Wednesday, March 27, 2013

Remember to Forget-Me-Not My Journey, Even in Death

    Sitting quietly next to Mom in the Nursing Home Dining Room, as she picked the pieces of carrot out of her vegetable soup, she said: "I've never understood warm strawberries, have you?" Gently smiling, I quietly answered: "No, I never have."
   Remembering the words of a kind friend twenty-five years ago regarding the death of his Father, he said: "As children of our parents, we all have our turn." Not forgetting my Mother's journey ahead of her, my Sister and I are both quite fortunate now to be able to have our turn with our Mother.
  During her elongated dazed gazes, Mom's eyes would widen, as large as saucers, then would calm.
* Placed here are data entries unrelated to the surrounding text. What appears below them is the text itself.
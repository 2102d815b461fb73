//! Principal component analysis of the encoded predictor matrix.
//!
//! Exploratory output only: the run report prints an explained-variance table
//! so the predictor space can be eyeballed, but no pipeline decision depends
//! on it. Implemented as a thin call into nalgebra's SVD on the standardized
//! (zero-mean, unit-variance) predictor columns.

use nalgebra::DMatrix;

use crate::data::table::DataTable;
use crate::error::AppError;

/// Explained-variance summary, one entry per component, sorted descending.
#[derive(Debug, Clone)]
pub struct PcaSummary {
    /// Names of the columns that entered the analysis (zero-variance columns
    /// are excluded; they carry no direction).
    pub columns: Vec<String>,
    /// Fraction of total variance per component.
    pub explained: Vec<f64>,
    /// Running total of `explained`.
    pub cumulative: Vec<f64>,
}

/// Compute explained-variance ratios for the given columns of `table`.
pub fn explained_variance(table: &DataTable, columns: &[String]) -> Result<PcaSummary, AppError> {
    let n = table.n_rows();
    if n < 2 {
        return Err(AppError::insufficient_data(
            "PCA requires at least two rows.",
        ));
    }

    // Standardize each column; drop zero-variance columns instead of dividing
    // by zero. Exploratory output tolerates the reduced set.
    let mut kept: Vec<String> = Vec::new();
    let mut standardized: Vec<Vec<f64>> = Vec::new();
    for name in columns {
        let col = table
            .column(name)
            .ok_or_else(|| AppError::schema_mismatch(format!("PCA column `{name}` is absent.")))?;

        let mean = col.iter().sum::<f64>() / n as f64;
        let var = col.iter().map(|v| (v - mean).powi(2)).sum::<f64>() / (n as f64 - 1.0);
        if var <= 0.0 {
            continue;
        }
        let sd = var.sqrt();
        kept.push(name.clone());
        standardized.push(col.iter().map(|v| (v - mean) / sd).collect());
    }

    if kept.is_empty() {
        return Err(AppError::insufficient_data(
            "PCA found no columns with nonzero variance.",
        ));
    }

    let m = kept.len();
    let x = DMatrix::from_fn(n, m, |r, c| standardized[c][r]);

    // Singular values come back sorted descending; σ² is proportional to the
    // component variance.
    let svd = x.svd(false, false);
    let squared: Vec<f64> = svd.singular_values.iter().map(|s| s * s).collect();
    let total: f64 = squared.iter().sum();
    if !(total.is_finite() && total > 0.0) {
        return Err(AppError::internal("PCA produced a degenerate spectrum."));
    }

    let explained: Vec<f64> = squared.iter().map(|s| s / total).collect();
    let mut cumulative = Vec::with_capacity(explained.len());
    let mut acc = 0.0;
    for e in &explained {
        acc += e;
        cumulative.push(acc);
    }

    Ok(PcaSummary {
        columns: kept,
        explained,
        cumulative,
    })
}
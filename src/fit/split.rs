//! Deterministic train/validation/test partitioning.
//!
//! The contract:
//!
//! - seed a generator, draw `round(N * train_frac)` indices without
//!   replacement -> train
//! - draw `round(N * valid_frac)` indices from the complement -> validation
//! - whatever remains -> test
//!
//! Test size is always the residual, never an independently sampled fraction,
//! so the three sets cover the row set exactly once. Fractions need not sum
//! to 1 (the default 0.6 + 0.3 leaves ~10% for test).
//!
//! Determinism: the generator is consumed in a single fixed order (train draw,
//! then validation draw), so the same seed and row count always reproduce the
//! same split.

use rand::rngs::StdRng;
use rand::seq::index;
use rand::SeedableRng;

use crate::domain::Partition;
use crate::error::AppError;

/// Split `n_rows` row indices into train/validation/test sets.
pub fn partition(
    n_rows: usize,
    seed: u64,
    train_frac: f64,
    valid_frac: f64,
) -> Result<Partition, AppError> {
    if n_rows == 0 {
        return Err(AppError::insufficient_data("Cannot partition an empty dataset."));
    }
    if !(train_frac.is_finite() && train_frac > 0.0) {
        return Err(AppError::config(format!(
            "Invalid train fraction {train_frac} (must be finite and > 0)."
        )));
    }
    if !(valid_frac.is_finite() && valid_frac > 0.0) {
        return Err(AppError::config(format!(
            "Invalid validation fraction {valid_frac} (must be finite and > 0)."
        )));
    }
    if train_frac + valid_frac > 1.0 {
        return Err(AppError::config(format!(
            "Fractions sum to {} (must be <= 1).",
            train_frac + valid_frac
        )));
    }

    // Rounding can push the two sample sizes past N together; clamp the
    // second draw so the partition invariant always holds.
    let n_train = ((n_rows as f64 * train_frac).round() as usize).min(n_rows);
    let n_valid = ((n_rows as f64 * valid_frac).round() as usize).min(n_rows - n_train);

    let mut rng = StdRng::seed_from_u64(seed);

    let mut train = index::sample(&mut rng, n_rows, n_train).into_vec();

    let mut in_train = vec![false; n_rows];
    for &i in &train {
        in_train[i] = true;
    }
    let remaining: Vec<usize> = (0..n_rows).filter(|&i| !in_train[i]).collect();

    let picks = index::sample(&mut rng, remaining.len(), n_valid).into_vec();
    let mut in_valid = vec![false; remaining.len()];
    for &p in &picks {
        in_valid[p] = true;
    }

    let mut valid = Vec::with_capacity(n_valid);
    let mut test = Vec::with_capacity(remaining.len() - n_valid);
    for (pos, &row) in remaining.iter().enumerate() {
        if in_valid[pos] {
            valid.push(row);
        } else {
            test.push(row);
        }
    }

    train.sort_unstable();
    // `valid` and `test` inherit ascending order from `remaining`.

    Ok(Partition { train, valid, test })
}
Although the cause was most likely more T.I.A.'s (Transient Ischemic Attacks), her soul seemed to be traveling in and out of her body. Her mind seemed to be in and out of conscious, however, somehow subconsciously, on some level, she was aware of what was going on with her health when in the present. She drifted back and forth from present life to childhood, young adulthood, and present again. Confused and disoriented, Mom sometimes seemed more lucid than not, but the Doctor said not really. She seemed to be clearer in her thoughts than not, but could not speak the exact words, yet we knew what she meant by her manner, expressive eyes, and tone of voice.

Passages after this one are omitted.